//! Concurrency and error combinators: retry counts, bounded parallel map,
//! race, deadlines, settle and guard.

use effgraph::interp::EffectHandler;
use effgraph::prelude::*;
use effgraph::{EvalConfig, Fault, Outcome};
use futures::future::LocalBoxFuture;
use proptest::prelude::*;
use serde_json::json;
use std::cell::RefCell;
use std::rc::Rc;
use std::time::{Duration, Instant};

/// Handler that sleeps for the payload's `ms`, logs start and end, and
/// answers with the payload's `value`, else its `id`. Payloads with
/// `fail: true` raise `JOB_FAILED` instead.
#[derive(Default)]
struct Timed {
    log: Rc<RefCell<Vec<String>>>,
}

impl Timed {
    fn log(&self) -> Vec<String> {
        self.log.borrow().clone()
    }
}

impl EffectHandler for Timed {
    fn handle(&self, tag: &str, payload: Value) -> LocalBoxFuture<'static, Outcome> {
        let log = self.log.clone();
        let tag = tag.to_string();
        Box::pin(async move {
            let id = payload.get("id").cloned().unwrap_or_default();
            let label = id.as_str().unwrap_or_default().to_string();
            let ms = payload.get("ms").and_then(Value::as_f64).unwrap_or(0.0) as u64;
            log.borrow_mut().push(format!("start {tag} {label}"));
            tokio::time::sleep(Duration::from_millis(ms)).await;
            log.borrow_mut().push(format!("end {tag} {label}"));
            if payload.get("fail") == Some(&Value::Bool(true)) {
                return Err(Fault::raise("JOB_FAILED", label));
            }
            Ok(payload.get("value").cloned().unwrap_or(id))
        })
    }
}

fn job(id: &str, ms: u64) -> serde_json::Value {
    json!({"id": id, "ms": ms})
}

fn starts(log: &[String], entry: &str) -> usize {
    log.iter().filter(|e| *e == entry).count()
}

fn run_with(program: &Program, handler: Rc<dyn EffectHandler>, config: EvalConfig) -> Outcome {
    PluginSet::standard()
        .unwrap()
        .interpreter()
        .unwrap()
        .with_handler(handler)
        .with_config(config)
        .run(program, Value::Null)
}

fn build(f: impl for<'b> FnOnce(&'b Builder) -> Expr<'b>) -> Program {
    PluginSet::standard().unwrap().build(Schema::Any, f).unwrap()
}

#[test]
fn retry_succeeds_on_the_kth_attempt() {
    let program = build(|b| b.retry(b.perform("flaky/call", ()), 5, 0));
    let mock = Rc::new(
        MockHandler::new()
            .fail("flaky/call", "E1")
            .fail("flaky/call", "E2")
            .respond("flaky/call", 7),
    );
    assert_eq!(
        run_with(&program, mock.clone(), EvalConfig::default()),
        Ok(Value::Number(7.0))
    );
    assert_eq!(mock.count("flaky/call"), 3);
}

#[test]
fn retry_exhaustion_raises_the_last_failure() {
    let program = build(|b| b.retry(b.perform("flaky/call", ()), 2, 0));
    let mock = Rc::new(
        MockHandler::new()
            .fail("flaky/call", "E1")
            .fail("flaky/call", "E2")
            .respond("flaky/call", 7),
    );
    assert_eq!(
        run_with(&program, mock.clone(), EvalConfig::default()),
        Err(Fault::Raised(Value::from("E2")))
    );
    assert_eq!(mock.count("flaky/call"), 2);
}

#[test]
fn retry_waits_between_attempts_but_not_after_the_last() {
    let program = build(|b| b.retry(b.perform("flaky/call", ()), 3, 100));
    let mock = Rc::new(MockHandler::new().fail("flaky/call", "DOWN"));
    let started = Instant::now();
    let out = run_with(&program, mock.clone(), EvalConfig::default());
    let elapsed = started.elapsed();
    assert_eq!(out, Err(Fault::Raised(Value::from("DOWN"))));
    assert_eq!(mock.count("flaky/call"), 3);
    assert!(elapsed >= Duration::from_millis(200), "{elapsed:?}");
}

#[test]
fn retry_reevaluates_guards_with_fresh_effects() {
    let program = build(|b| {
        let ready = b.guard(b.eq(b.perform("job/status", ()), "ready"), "NOT_READY");
        b.retry(b.do_([ready, b.lift("done")]), 3, 0)
    });
    let mock = Rc::new(
        MockHandler::new()
            .respond("job/status", "busy")
            .respond("job/status", "busy")
            .respond("job/status", "ready"),
    );
    assert_eq!(
        run_with(&program, mock.clone(), EvalConfig::default()),
        Ok(Value::from("done"))
    );
    assert_eq!(mock.count("job/status"), 3);
}

proptest! {
    #![proptest_config(ProptestConfig::with_cases(24))]

    #[test]
    fn par_map_keeps_order_and_batches(
        delays in prop::collection::vec(0u64..4, 0..10),
        limit in 1usize..4,
    ) {
        let items: Vec<serde_json::Value> = delays
            .iter()
            .enumerate()
            .map(|(i, ms)| job(&format!("j{i}"), *ms))
            .collect();
        let program = build(|b| {
            b.par_map(Value::from(json!(items)), limit, |item| b.perform("work", item))
        });
        let timed = Rc::new(Timed::default());
        let out = run_with(&program, timed.clone(), EvalConfig::default()).unwrap();

        let expected: Vec<Value> =
            (0..delays.len()).map(|i| Value::from(format!("j{i}"))).collect();
        prop_assert_eq!(out, Value::List(expected));

        let log = timed.log();
        for i in 0..delays.len() {
            let starts = log.iter().filter(|e| **e == format!("start work j{i}")).count();
            prop_assert_eq!(starts, 1);
        }
        let position = |entry: String| log.iter().position(|e| *e == entry).unwrap();
        for i in 0..delays.len() {
            for j in 0..delays.len() {
                if j / limit > i / limit {
                    let (end, start) = (format!("end work j{i}"), format!("start work j{j}"));
                    prop_assert!(position(end) < position(start));
                }
            }
        }
    }
}

#[test]
fn par_map_failure_stops_later_batches() {
    let items = json!([
        job("a", 5),
        {"id": "b", "ms": 1, "fail": true},
        job("c", 0),
        job("d", 0),
    ]);
    let program = build(|b| b.par_map(Value::from(items), 2, |item| b.perform("work", item)));
    let timed = Rc::new(Timed::default());
    let out = run_with(&program, timed.clone(), EvalConfig::default());

    let err = out.unwrap_err();
    assert_eq!(err.raised().and_then(Value::match_key), Some("JOB_FAILED"));
    let log = timed.log();
    assert_eq!(starts(&log, "end work a"), 1);
    assert!(log.iter().all(|e| !e.ends_with(" c") && !e.ends_with(" d")), "{log:?}");
}

#[test]
fn concurrent_readers_join_one_running_visit() {
    let program = build(|b| {
        let rate = b.perform("quote", json!({"id": "rate", "ms": 30, "value": 10}));
        b.par([rate.add(1), rate.add(2)])
    });
    let timed = Rc::new(Timed::default());
    let out = run_with(&program, timed.clone(), EvalConfig::default());
    assert_eq!(out, Ok(Value::from(json!([11, 12]))));
    assert_eq!(starts(&timed.log(), "start quote rate"), 1);
}

#[test]
fn par_map_elements_share_outer_lookups() {
    let program = build(|b| {
        let rate = b.perform("quote", json!({"id": "rate", "ms": 30, "value": 10}));
        b.par_map([1, 2, 3, 4], 4, |item| item.mul(rate))
    });
    let timed = Rc::new(Timed::default());
    let out = run_with(&program, timed.clone(), EvalConfig::default());
    assert_eq!(out, Ok(Value::from(json!([10, 20, 30, 40]))));
    assert_eq!(starts(&timed.log(), "start quote rate"), 1);
}

#[test]
fn race_settles_with_the_first_branch() {
    let program = build(|b| {
        b.race([
            b.perform("work", job("slow", 100)),
            b.perform("work", job("quick", 5)),
        ])
    });
    let timed = Rc::new(Timed::default());
    let out = run_with(&program, timed.clone(), EvalConfig::default());
    assert_eq!(out, Ok(Value::from("quick")));
    assert!(!timed.log().contains(&"end work slow".to_string()));
}

#[test]
fn empty_race_raises() {
    let program = build(|b| b.race(Vec::<i32>::new()));
    let out = run_with(&program, Rc::new(Timed::default()), EvalConfig::default());
    let err = out.unwrap_err();
    assert_eq!(err.raised().and_then(Value::match_key), Some("EMPTY_RACE"));
}

#[test]
fn deadline_prefers_a_fast_primary_and_never_starts_the_fallback() {
    let program = build(|b| {
        b.timeout(
            b.perform("work", job("primary", 0)),
            200,
            b.perform("work", job("fallback", 0)),
        )
    });
    let timed = Rc::new(Timed::default());
    let out = run_with(&program, timed.clone(), EvalConfig::default());
    assert_eq!(out, Ok(Value::from("primary")));
    assert!(timed.log().iter().all(|e| !e.contains("fallback")));
}

#[test]
fn deadline_falls_back_and_ignores_the_slow_primary() {
    let program = build(|b| {
        b.timeout(
            b.perform("work", job("primary", 150)),
            10,
            b.perform("work", job("fallback", 0)),
        )
    });

    let timed = Rc::new(Timed::default());
    let out = run_with(&program, timed.clone(), EvalConfig::default());
    assert_eq!(out, Ok(Value::from("fallback")));
    assert!(timed.log().contains(&"start work primary".to_string()));
    assert!(!timed.log().contains(&"end work primary".to_string()));

    let drained = Rc::new(Timed::default());
    let config = EvalConfig {
        drain_detached: true,
        ..EvalConfig::default()
    };
    let out = run_with(&program, drained.clone(), config);
    assert_eq!(out, Ok(Value::from("fallback")));
    assert_eq!(drained.log().last().map(String::as_str), Some("end work primary"));
}

#[test]
fn abandoned_branches_are_released_with_the_evaluation() {
    let program = build(|b| b.timeout(b.perform("work", job("primary", 200)), 5, 0));
    let timed = Rc::new(Timed::default());
    let out = run_with(&program, timed.clone(), EvalConfig::default());
    assert_eq!(out, Ok(Value::Number(0.0)));
    assert_eq!(Rc::strong_count(&timed), 1);
}

#[test]
fn settle_and_par_compose() {
    let program = build(|b| {
        b.settle([
            b.par([b.perform("work", job("a", 2)), b.perform("work", job("b", 1))]),
            b.fail(b.record([("code", "NOPE".into())])),
        ])
    });
    let out = run_with(&program, Rc::new(Timed::default()), EvalConfig::default()).unwrap();
    assert_eq!(
        out,
        Value::from(json!({"fulfilled": [["a", "b"]], "rejected": [{"code": "NOPE"}]}))
    );
}

#[test]
fn fatal_errors_escape_every_recovery_combinator() {
    let program = build(|b| {
        let unhandled = b.perform("nobody/listens", ());
        b.attempt(b.try_(b.retry(unhandled, 3, 0)).on_any(|_| 0).end())
    });
    let out = run_with(&program, Rc::new(MockHandler::new()), EvalConfig::default());
    assert!(matches!(out, Err(Fault::Fatal(_))));
}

--*--

* _What is expected_: Wherever the string "effgraph" occurs in a line of the listing above, count that line, and report only the total.

* _Output_: 3